Panel: Ethical Considerations: Collaboration, Life Writing Texts, and
Translation
Copanelists: Marjorie Dryburgh and Rachel Robertson
My presentation will speak about the fascinating complications that have emerged as I research the life of a former National Socialist concentration camp guard, Hermine. My subject’s life before, during, and after the period of Third Reich can only be known in fragments, biographical fragments that have developed during a period of archival study in at least three countries, one of which (my own country, Canada) has produced very little information even though Hermine was able to land in Halifax, Nova Scotia after being released from prison on a conviction of war crimes in Austria. On some level Hermine is infamous, but on another she is unknown, and to a great extent, unknowable. Nevertheless, translating certain bits of her life for historical purposes allows us to deepen our sense of the scope of life writing, and to also communicate an identity that has crossed borders and nations with impunity, an identity that we may not want to preserve. This set of circumstances puts the life writing scholar in a potentially productive conundrum, an idea that will be explored in my presentation.

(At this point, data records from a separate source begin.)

//! Persisted sprint settings
//!
//! Typed view over a [`SettingsStore`]. Every setting is stored under its
//! own namespaced key as a JSON document, so a damaged value only loses
//! that one setting: it falls back to its default with a warning.

use chrono::{DateTime, SecondsFormat, Utc};
use serde::Serialize;
use serde::de::DeserializeOwned;

use crate::core::models::{BoardList, SprintConfiguration, SprintWindow, parse_sprint_date};
use crate::core::ports::SettingsStore;
use crate::core::services::resolve_done_list_ids;

/// Prefix applied to every key written to the store
pub const KEY_PREFIX: &str = "trellosprint_";

/// Done column names (JSON array of strings)
pub const DONE_COLUMNS_KEY: &str = "doneColumns";

/// Sprint bounds (JSON `[start, end]`, RFC 3339 strings or null)
pub const SPRINT_DATES_KEY: &str = "sprintDates";

/// Pinned card ids (JSON array of strings)
pub const SPRINT_CARDS_KEY: &str = "sprintCards";

/// Sprint label names (JSON array of strings)
pub const SPRINT_LABELS_KEY: &str = "sprintLabels";

/// Done columns used until the user picks their own
pub const DEFAULT_DONE_COLUMNS: [&str; 5] = [
    "QA Dev",
    "Ready for Master",
    "Ready for release",
    "Released in Sprint",
    "Notify Customer Team",
];

/// Sprint labels used until the user picks their own
pub const DEFAULT_SPRINT_LABELS: [&str; 1] = ["Sprint"];

/// The namespaced store key for a setting
#[must_use]
pub fn store_key(key: &str) -> String {
    format!("{KEY_PREFIX}{key}")
}

/// Sprint settings as remembered between invocations
#[derive(Debug, Clone, PartialEq, Eq, Serialize)]
pub struct SprintSettings {
    /// List names whose cards count as done
    pub done_columns: Vec<String>,
    /// Sprint start, if chosen
    pub sprint_start: Option<DateTime<Utc>>,
    /// Sprint end, if chosen
    pub sprint_end: Option<DateTime<Utc>>,
    /// Cards pinned to the sprint
    pub card_ids: Vec<String>,
    /// Labels that mark cards as in-sprint
    pub sprint_labels: Vec<String>,
}

impl Default for SprintSettings {
    fn default() -> Self {
        Self {
            done_columns: DEFAULT_DONE_COLUMNS.iter().map(|s| (*s).to_string()).collect(),
            sprint_start: None,
            sprint_end: None,
            card_ids: Vec::new(),
            sprint_labels: DEFAULT_SPRINT_LABELS.iter().map(|s| (*s).to_string()).collect(),
        }
    }
}

impl SprintSettings {
    /// Load all settings, using defaults for anything missing or unreadable
    pub fn load<S>(store: &S) -> anyhow::Result<Self>
    where
        S: SettingsStore + ?Sized,
    {
        let mut settings = Self::default();

        if let Some(done) = read_json::<Vec<String>, _>(store, DONE_COLUMNS_KEY)? {
            settings.done_columns = done;
        }
        if let Some(dates) = read_json::<Vec<Option<String>>, _>(store, SPRINT_DATES_KEY)? {
            let mut dates = dates.into_iter().map(|d| d.as_deref().and_then(parse_stored_date));
            settings.sprint_start = dates.next().flatten();
            settings.sprint_end = dates.next().flatten();
        }
        if let Some(cards) = read_json::<Vec<String>, _>(store, SPRINT_CARDS_KEY)? {
            settings.card_ids = cards;
        }
        if let Some(labels) = read_json::<Vec<String>, _>(store, SPRINT_LABELS_KEY)? {
            settings.sprint_labels = labels;
        }

        Ok(settings)
    }

    /// Persist every setting
    pub fn save<S>(&self, store: &S) -> anyhow::Result<()>
    where
        S: SettingsStore + ?Sized,
    {
        self.save_done_columns(store)?;
        self.save_sprint_dates(store)?;
        self.save_card_ids(store)?;
        self.save_sprint_labels(store)
    }

    /// Persist the done column names
    pub fn save_done_columns<S>(&self, store: &S) -> anyhow::Result<()>
    where
        S: SettingsStore + ?Sized,
    {
        write_json(store, DONE_COLUMNS_KEY, &self.done_columns)
    }

    /// Persist the sprint dates
    pub fn save_sprint_dates<S>(&self, store: &S) -> anyhow::Result<()>
    where
        S: SettingsStore + ?Sized,
    {
        let dates = [self.sprint_start.map(format_date), self.sprint_end.map(format_date)];
        write_json(store, SPRINT_DATES_KEY, &dates)
    }

    /// Persist the pinned card ids
    pub fn save_card_ids<S>(&self, store: &S) -> anyhow::Result<()>
    where
        S: SettingsStore + ?Sized,
    {
        write_json(store, SPRINT_CARDS_KEY, &self.card_ids)
    }

    /// Persist the sprint labels
    pub fn save_sprint_labels<S>(&self, store: &S) -> anyhow::Result<()>
    where
        S: SettingsStore + ?Sized,
    {
        write_json(store, SPRINT_LABELS_KEY, &self.sprint_labels)
    }

    /// Sprint bounds, once both dates are chosen
    #[must_use]
    pub fn window(&self) -> Option<SprintWindow> {
        Some(SprintWindow::new(self.sprint_start?, self.sprint_end?))
    }

    /// Resolve the settings against the board's lists
    ///
    /// `None` until both sprint dates are chosen.
    #[must_use]
    pub fn configuration(&self, lists: &[BoardList]) -> Option<SprintConfiguration> {
        Some(SprintConfiguration {
            done_list_ids: resolve_done_list_ids(lists, &self.done_columns),
            explicit_card_ids: self.card_ids.iter().cloned().collect(),
            sprint_label_names: self.sprint_labels.iter().cloned().collect(),
            window: self.window()?,
        })
    }

    /// Pin cards; returns how many were not pinned already
    pub fn add_card_ids<I>(&mut self, ids: I) -> usize
    where
        I: IntoIterator<Item = String>,
    {
        add_unique(&mut self.card_ids, ids)
    }

    /// Unpin cards; returns how many were removed
    pub fn remove_card_ids(&mut self, ids: &[String]) -> usize {
        remove_all(&mut self.card_ids, ids)
    }

    /// Mark columns as done; returns how many were new
    pub fn add_done_columns<I>(&mut self, names: I) -> usize
    where
        I: IntoIterator<Item = String>,
    {
        add_unique(&mut self.done_columns, names)
    }

    /// Unmark done columns; returns how many were removed
    pub fn remove_done_columns(&mut self, names: &[String]) -> usize {
        remove_all(&mut self.done_columns, names)
    }

    /// Add sprint labels; returns how many were new
    pub fn add_sprint_labels<I>(&mut self, names: I) -> usize
    where
        I: IntoIterator<Item = String>,
    {
        add_unique(&mut self.sprint_labels, names)
    }

    /// Remove sprint labels; returns how many were removed
    pub fn remove_sprint_labels(&mut self, names: &[String]) -> usize {
        remove_all(&mut self.sprint_labels, names)
    }
}

fn add_unique<I>(target: &mut Vec<String>, items: I) -> usize
where
    I: IntoIterator<Item = String>,
{
    let before = target.len();
    for item in items {
        if !target.contains(&item) {
            target.push(item);
        }
    }
    target.len() - before
}

fn remove_all(target: &mut Vec<String>, items: &[String]) -> usize {
    let before = target.len();
    target.retain(|t| !items.contains(t));
    before - target.len()
}

fn format_date(ts: DateTime<Utc>) -> String {
    ts.to_rfc3339_opts(SecondsFormat::Millis, true)
}

fn parse_stored_date(raw: &str) -> Option<DateTime<Utc>> {
    parse_sprint_date(raw)
        .map_err(|e| log::warn!("ignoring stored sprint date: {e}"))
        .ok()
}

fn read_json<T, S>(store: &S, key: &str) -> anyhow::Result<Option<T>>
where
    T: DeserializeOwned,
    S: SettingsStore + ?Sized,
{
    let Some(raw) = store.get(&store_key(key))? else {
        return Ok(None);
    };
    if raw.is_empty() {
        return Ok(None);
    }

    match serde_json::from_str(&raw) {
        Ok(value) => Ok(Some(value)),
        Err(e) => {
            log::warn!("setting '{key}' is unreadable, using default: {e}");
            Ok(None)
        },
    }
}

fn write_json<T, S>(store: &S, key: &str, value: &T) -> anyhow::Result<()>
where
    T: Serialize + ?Sized,
    S: SettingsStore + ?Sized,
{
    let raw = serde_json::to_string(value)?;
    log::debug!("saving setting '{key}'");
    store.set(&store_key(key), &raw)
}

Marlene Kadar is Professor of Humanities and Women’s Studies at York University. She is currently on a research fellowship, writing a critical biographical study of a former concentration camp guard. Her recent publications probe the limits of difficult knowledge when the subject is not a celebrated figure, or when s/he cannot be. Kadar is founding Editor of the Life Writing Series (1995), Wilfrid Laurier University Press, which has just published its thirty-third book. In the recent past her work has focussed on the archival life writing fragment or trace, as in Tracing the Autobiographical, co-edited with Susanna Egan, Jeanne Perreault, and Linda Warley. Literary Editor of Canadian Woman Studies, Kadar has also published a collection of women’s poetry, The Missing Line (2004).